▶ _Aim of the exercise_: Copy the complete listing that follows, letter for letter.

□ □ □

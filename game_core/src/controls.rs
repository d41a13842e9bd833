//! Held-control tracking for the human player

use std::collections::HashSet;

use glam::Vec2;

/// Logical controls the host maps its keys onto
#[derive(Debug, Clone, Copy, PartialEq, Eq, Hash)]
pub enum Control {
    Up,
    Down,
    Left,
    Right,
    Pass,
    Shoot,
}

/// Input state, written by host events between ticks
#[derive(Debug, Clone, Default)]
pub struct InputState {
    held: HashSet<Control>,
    pointer: Option<Vec2>, // Latest touch/pointer-down not yet applied
}

impl InputState {
    pub fn new() -> Self {
        Self::default()
    }

    pub fn press(&mut self, control: Control) {
        self.held.insert(control);
    }

    pub fn release(&mut self, control: Control) {
        self.held.remove(&control);
    }

    pub fn is_held(&self, control: Control) -> bool {
        self.held.contains(&control)
    }

    /// Record a pointer/touch-down in surface coordinates. Only the latest
    /// one before the next tick counts.
    pub fn pointer_down(&mut self, pos: Vec2) {
        self.pointer = Some(pos);
    }

    /// Snapshot for one tick. Consumes the pending pointer-down.
    pub fn sample(&mut self) -> Controls {
        Controls {
            up: self.is_held(Control::Up),
            down: self.is_held(Control::Down),
            left: self.is_held(Control::Left),
            right: self.is_held(Control::Right),
            pass: self.is_held(Control::Pass),
            shoot: self.is_held(Control::Shoot),
            teleport: self.pointer.take(),
        }
    }
}

/// What the human asked for this tick
#[derive(Debug, Clone, Copy, Default, PartialEq)]
pub struct Controls {
    pub up: bool,
    pub down: bool,
    pub left: bool,
    pub right: bool,
    pub pass: bool,
    pub shoot: bool,
    pub teleport: Option<Vec2>,
}

impl Controls {
    /// Per-axis step direction. Components are -1, 0 or 1 and are not
    /// normalised, so diagonals cover more ground.
    pub fn direction(&self) -> Vec2 {
        let axis = |neg: bool, pos: bool| (pos as i8 - neg as i8) as f32;
        Vec2::new(axis(self.left, self.right), axis(self.up, self.down))
    }
}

□ □ □

▶ _Response area_:
filename game_core/src/controls.rs
repository d41a13842e9bd833
//! Held-control tracking for the human player

use std::collections::HashSet;

use glam::Vec2;

/// Logical controls the host maps its keys onto
#[derive(Debug, Clone, Copy, PartialEq, Eq, Hash)]
pub enum Control {
    Up,
    Down,
    Left,
    Right,
    Pass,
    Shoot,
}

/// Input state, written by host events between ticks
#[derive(Debug, Clone, Default)]
pub struct InputState {
    held: HashSet<Control>,
    pointer: Option<Vec2>, // Latest touch/pointer-down not yet applied
}

impl InputState {
    pub fn new() -> Self {
        Self::default()
    }

    pub fn press(&mut self, control: Control) {
        self.held.insert(control);
    }

    pub fn release(&mut self, control: Control) {
        self.held.remove(&control);
    }

    pub fn is_held(&self, control: Control) -> bool {
        self.held.contains(&control)
    }

    /// Record a pointer/touch-down in surface coordinates. Only the latest
    /// one before the next tick counts.
    pub fn pointer_down(&mut self, pos: Vec2) {
        self.pointer = Some(pos);
    }

    /// Snapshot for one tick. Consumes the pending pointer-down.
    pub fn sample(&mut self) -> Controls {
        Controls {
            up: self.is_held(Control::Up),
            down: self.is_held(Control::Down),
            left: self.is_held(Control::Left),
            right: self.is_held(Control::Right),
            pass: self.is_held(Control::Pass),
            shoot: self.is_held(Control::Shoot),
            teleport: self.pointer.take(),
        }
    }
}

/// What the human asked for this tick
#[derive(Debug, Clone, Copy, Default, PartialEq)]
pub struct Controls {
    pub up: bool,
    pub down: bool,
    pub left: bool,
    pub right: bool,
    pub pass: bool,
    pub shoot: bool,
    pub teleport: Option<Vec2>,
}

impl Controls {
    /// Per-axis step direction. Components are -1, 0 or 1 and are not
    /// normalised, so diagonals cover more ground.
    pub fn direction(&self) -> Vec2 {
        let axis = |neg: bool, pos: bool| (pos as i8 - neg as i8) as f32;
        Vec2::new(axis(self.left, self.right), axis(self.up, self.down))
    }
}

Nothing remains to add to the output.